**Exercise:** Output the entries below so that they read exactly as they do now.

[Stored data entries]
_ _ _ _ _

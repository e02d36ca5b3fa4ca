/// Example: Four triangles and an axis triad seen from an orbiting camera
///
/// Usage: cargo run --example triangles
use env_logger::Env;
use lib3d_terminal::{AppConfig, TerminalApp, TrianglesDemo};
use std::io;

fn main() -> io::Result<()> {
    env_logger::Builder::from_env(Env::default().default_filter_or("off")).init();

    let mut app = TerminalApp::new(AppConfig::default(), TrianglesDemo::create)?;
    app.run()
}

_ _ _ _ _

**Output for this exercise:**
repository e02d36ca5b3fa4ca
/// Example: Four triangles and an axis triad seen from an orbiting camera
///
/// Usage: cargo run --example triangles
use env_logger::Env;
use lib3d_terminal::{AppConfig, TerminalApp, TrianglesDemo};
use std::io;

fn main() -> io::Result<()> {
    env_logger::Builder::from_env(Env::default().default_filter_or("off")).init();

    let mut app = TerminalApp::new(AppConfig::default(), TrianglesDemo::create)?;
    app.run()
}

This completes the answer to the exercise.